GOAL OF THE EXERCISE: Copy the lines below verbatim. Begin with the first and end with the line containing "and collects failures.".

─── DATA EXTRACTS ───

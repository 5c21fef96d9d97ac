//! Validation engine
//!
//! A run has two passes. The schema pass compares source headers against the
//! template and may abort before any cell is read. The row pass applies each
//! column's rule to every data row and collects failures.

use std::collections::{BTreeSet, HashMap};

use serde::Serialize;

use crate::error::RuleError;
use crate::report::{ColumnSummary, ColumnTracker, Failure, FailureReport};
use crate::reporter::Reporter;
use crate::table::Table;
use crate::template::Template;

/// Run options.
#[derive(Debug, Clone, Default, PartialEq, Eq)]
pub struct ValidationOptions {
    /// Number of leading rows skipped before the header row. Reported row
    /// numbers start at `header_row + 1`.
    pub header_row: usize,
    /// Skip source columns that have no rule instead of aborting.
    pub ignore_missing_validators: bool,
}

/// Why a run stopped before the row pass.
#[derive(Debug, Clone, Copy, PartialEq, Eq, Serialize)]
#[serde(rename_all = "snake_case")]
pub enum Abort {
    /// The source has no data rows.
    NoData,
    /// Template columns are absent from the source.
    MissingFields,
    /// Source columns have no rule and the ignore option is off.
    MissingValidators,
}

/// Result of one validation run.
#[derive(Debug, Clone, Default, Serialize)]
pub struct ValidationOutcome {
    pub abort: Option<Abort>,
    pub report: FailureReport,
    /// Source columns without a rule, sorted.
    pub missing_validators: BTreeSet<String>,
    /// Template columns absent from the source, sorted.
    pub missing_fields: BTreeSet<String>,
    /// Per-column statistics for failing columns, in template order.
    pub summaries: Vec<ColumnSummary>,
    pub rows_processed: usize,
}

impl ValidationOutcome {
    pub fn passed(&self) -> bool {
        self.abort.is_none() && self.report.is_empty()
    }
}

pub struct ValidationEngine<'t> {
    template: &'t Template,
    options: ValidationOptions,
}

impl<'t> ValidationEngine<'t> {
    pub fn new(template: &'t Template, options: ValidationOptions) -> Self {
        Self { template, options }
    }

    /// Validate `table`. `source` only labels log lines.
    ///
    /// Invalid cells never produce `Err`; they land in the outcome's report.
    /// `Err` means the template cannot be applied to this data at all.
    pub fn run(
        &self,
        table: &Table,
        source: &str,
        reporter: &dyn Reporter,
    ) -> Result<ValidationOutcome, RuleError> {
        reporter.info(&format!("Validating {source}"));
        let mut outcome = ValidationOutcome::default();

        if table.is_empty() {
            reporter.info("Source file has no data");
            outcome.abort = Some(Abort::NoData);
            return Ok(outcome);
        }

        let source_columns: Vec<(usize, &str)> = table.meaningful_columns();
        let source_names: BTreeSet<&str> = source_columns.iter().map(|(_, n)| *n).collect();

        outcome.missing_validators = source_names
            .iter()
            .filter(|c| !self.template.contains(c))
            .map(|c| c.to_string())
            .collect();
        outcome.missing_fields = self
            .template
            .column_names()
            .filter(|c| !source_names.contains(c))
            .map(String::from)
            .collect();

        if !outcome.missing_validators.is_empty() {
            reporter.info("Missing...");
            reporter.error("Missing validators for:");
            log_missing(reporter, &outcome.missing_validators);
            if !self.options.ignore_missing_validators {
                outcome.abort = Some(Abort::MissingValidators);
            }
        }

        if !outcome.missing_fields.is_empty() {
            reporter.info("Missing...");
            reporter.error("Missing expected fields:");
            log_missing(reporter, &outcome.missing_fields);
            outcome.abort = Some(Abort::MissingFields);
        }

        if outcome.abort.is_some() {
            return Ok(outcome);
        }

        // Only columns with a rule take part in the row pass, in template order.
        let mut checked: Vec<(usize, &str)> = source_columns
            .into_iter()
            .filter(|(_, name)| self.template.contains(name))
            .collect();
        checked.sort_by_key(|(_, name)| self.template.position(name));

        let mut trackers: HashMap<&str, ColumnTracker> = checked
            .iter()
            .map(|(_, name)| (*name, ColumnTracker::default()))
            .collect();

        for i in 0..table.row_count() {
            let line = self.options.header_row + 1 + i;
            let row = table.row_context(i);
            for (position, column) in &checked {
                let Some(rule) = self.template.get(column) else {
                    continue;
                };
                let Some(tracker) = trackers.get_mut(column) else {
                    continue;
                };
                let value = row.at(*position);
                if let Some(message) = rule.check(column, value, &row, &mut tracker.state)? {
                    tracker.record(value, line);
                    outcome.report.push(Failure {
                        column: column.to_string(),
                        row: line,
                        message,
                    });
                }
            }
        }
        outcome.rows_processed = table.row_count();

        for (_, column) in &checked {
            let (Some(rule), Some(tracker)) = (self.template.get(column), trackers.get(column))
            else {
                continue;
            };
            if let Some(summary) = tracker.summary(column, rule.name(), outcome.rows_processed) {
                outcome.summaries.push(summary);
            }
        }

        if outcome.report.is_empty() {
            reporter.info("Passed");
        } else {
            reporter.info("Failed");
            self.log_failures(&outcome, source, reporter);
        }

        Ok(outcome)
    }

    fn log_failures(&self, outcome: &ValidationOutcome, source: &str, reporter: &dyn Reporter) {
        for column in outcome.report.columns() {
            reporter.debug(&format!("Failure on field: \"{column}\":"));
            let Some(rows) = outcome.report.column(column) else {
                continue;
            };
            for (row, failures) in rows {
                reporter.debug(&format!("  {source}:{row}"));
                for failure in failures {
                    reporter.debug(&format!("    {}", failure.message));
                }
            }
        }
        for summary in &outcome.summaries {
            let [counts, values] = summary.lines();
            reporter.error(&format!("  {counts}"));
            reporter.error(&format!("    {values}"));
        }
    }
}

fn log_missing(reporter: &dyn Reporter, columns: &BTreeSet<String>) {
    for column in columns {
        reporter.error(&format!("    '{column}'"));
    }
}

#[cfg(test)]
mod tests {
    use super::*;
    use crate::reporter::{CaptureReporter, ReportLevel};
    use crate::rule::Rule;

    fn table(headers: &[&str], rows: &[&[&str]]) -> Table {
        Table::new(
            headers.iter().map(|s| s.to_string()).collect(),
            rows.iter()
                .map(|r| r.iter().map(|s| s.to_string()).collect())
                .collect(),
        )
    }

    fn status_template() -> Template {
        Template::builder()
            .column("status", Rule::fixed_set(["open", "closed"]))
            .build()
            .unwrap()
    }

    #[test]
    fn test_single_failure_row_number() {
        let template = status_template();
        let options = ValidationOptions {
            header_row: 2,
            ..Default::default()
        };
        let reporter = CaptureReporter::new();
        let outcome = ValidationEngine::new(&template, options)
            .run(&table(&["status"], &[&["pending"], &["open"]]), "s.csv", &reporter)
            .unwrap();

        assert!(!outcome.passed());
        assert_eq!(outcome.report.len(), 1);
        let failure = outcome.report.iter().next().unwrap();
        assert_eq!(failure.column, "status");
        assert_eq!(failure.row, 3);
        assert_eq!(outcome.summaries[0].fail_count, 1);
        assert!(reporter.contains("SetRule failed 1 time(s) (50.0%) on field: 'status'"));
        assert!(reporter.contains("Invalid fields: ['pending'] in rows: [3]"));
    }

    #[test]
    fn test_pass() {
        let template = status_template();
        let reporter = CaptureReporter::new();
        let outcome = ValidationEngine::new(&template, ValidationOptions::default())
            .run(&table(&["status"], &[&["open"], &["closed"]]), "s.csv", &reporter)
            .unwrap();
        assert!(outcome.passed());
        assert_eq!(outcome.rows_processed, 2);
        assert_eq!(reporter.at(ReportLevel::Info).last().map(String::as_str), Some("Passed"));
    }

    #[test]
    fn test_no_data_aborts() {
        let template = status_template();
        let outcome = ValidationEngine::new(&template, ValidationOptions::default())
            .run(&table(&["status"], &[]), "s.csv", &CaptureReporter::new())
            .unwrap();
        assert_eq!(outcome.abort, Some(Abort::NoData));
        assert!(outcome.report.is_empty());
        assert!(!outcome.passed());
    }

    #[test]
    fn test_missing_fields_abort_before_rows() {
        let template = Template::builder()
            .column("a", Rule::fixed_set(["x"]))
            .column("b", Rule::any())
            .column("c", Rule::any())
            .build()
            .unwrap();
        let reporter = CaptureReporter::new();
        let outcome = ValidationEngine::new(&template, ValidationOptions::default())
            .run(&table(&["a", "b"], &[&["bad", "1"]]), "s.csv", &reporter)
            .unwrap();

        assert_eq!(outcome.abort, Some(Abort::MissingFields));
        assert_eq!(outcome.missing_fields, BTreeSet::from(["c".to_string()]));
        assert!(outcome.report.is_empty());
        assert_eq!(outcome.rows_processed, 0);
        assert!(reporter.contains("Missing expected fields:"));
    }

    #[test]
    fn test_missing_fields_abort_even_when_ignoring_validators() {
        let template = Template::builder()
            .column("a", Rule::any())
            .column("c", Rule::any())
            .build()
            .unwrap();
        let options = ValidationOptions {
            ignore_missing_validators: true,
            ..Default::default()
        };
        let outcome = ValidationEngine::new(&template, options)
            .run(&table(&["a", "extra"], &[&["1", "2"]]), "s.csv", &CaptureReporter::new())
            .unwrap();
        assert_eq!(outcome.abort, Some(Abort::MissingFields));
        assert_eq!(outcome.missing_validators, BTreeSet::from(["extra".to_string()]));
    }

    #[test]
    fn test_missing_validators() {
        let template = status_template();
        let source = table(&["status", "notes"], &[&["open", "whatever"]]);

        let outcome = ValidationEngine::new(&template, ValidationOptions::default())
            .run(&source, "s.csv", &CaptureReporter::new())
            .unwrap();
        assert_eq!(outcome.abort, Some(Abort::MissingValidators));
        assert_eq!(outcome.rows_processed, 0);

        let options = ValidationOptions {
            ignore_missing_validators: true,
            ..Default::default()
        };
        let outcome = ValidationEngine::new(&template, options)
            .run(&source, "s.csv", &CaptureReporter::new())
            .unwrap();
        assert!(outcome.passed());
        assert_eq!(outcome.missing_validators.len(), 1);
    }

    #[test]
    fn test_placeholder_columns_are_ignored() {
        let template = status_template();
        let outcome = ValidationEngine::new(&template, ValidationOptions::default())
            .run(
                &table(&["status", "", "Unnamed: 2"], &[&["open", "x", "y"]]),
                "s.csv",
                &CaptureReporter::new(),
            )
            .unwrap();
        assert!(outcome.passed());
        assert!(outcome.missing_validators.is_empty());
    }

    #[test]
    fn test_linked_set_unknown_parent_value_propagates() {
        let template = Template::builder()
            .column("country", Rule::any())
            .column("city", Rule::linked_set("country", [("France", vec!["Paris"])]))
            .build()
            .unwrap();
        let err = ValidationEngine::new(&template, ValidationOptions::default())
            .run(
                &table(&["country", "city"], &[&["Italy", "Rome"]]),
                "s.csv",
                &CaptureReporter::new(),
            )
            .unwrap_err();
        assert!(matches!(err, RuleError::UnknownParentValue { .. }));
    }

    #[test]
    fn test_failures_across_columns() {
        let template = Template::builder()
            .column("id", Rule::unique(vec![]))
            .column("age", Rule::integer(Some(0), Some(120)))
            .build()
            .unwrap();
        let source = table(
            &["age", "id"],
            &[&["30", "a"], &["-1", "b"], &["old", "a"], &["", "c"]],
        );
        let outcome = ValidationEngine::new(&template, ValidationOptions::default())
            .run(&source, "s.csv", &CaptureReporter::new())
            .unwrap();

        assert_eq!(outcome.report.len(), 4);
        let age_rows: Vec<usize> = outcome.report.column("age").unwrap().keys().copied().collect();
        assert_eq!(age_rows, vec![2, 3, 4]);
        let id_rows: Vec<usize> = outcome.report.column("id").unwrap().keys().copied().collect();
        assert_eq!(id_rows, vec![3]);

        let columns: Vec<&str> = outcome.summaries.iter().map(|s| s.column.as_str()).collect();
        assert_eq!(columns, vec!["id", "age"]);
        assert_eq!(outcome.summaries[1].invalid_values, vec!["", "-1", "old"]);
    }
}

───

EXPECTED ANSWER:
repository 5c21fef96d9d97ac
//! Validation engine
//!
//! A run has two passes. The schema pass compares source headers against the
//! template and may abort before any cell is read. The row pass applies each
//! column's rule to every data row and collects failures.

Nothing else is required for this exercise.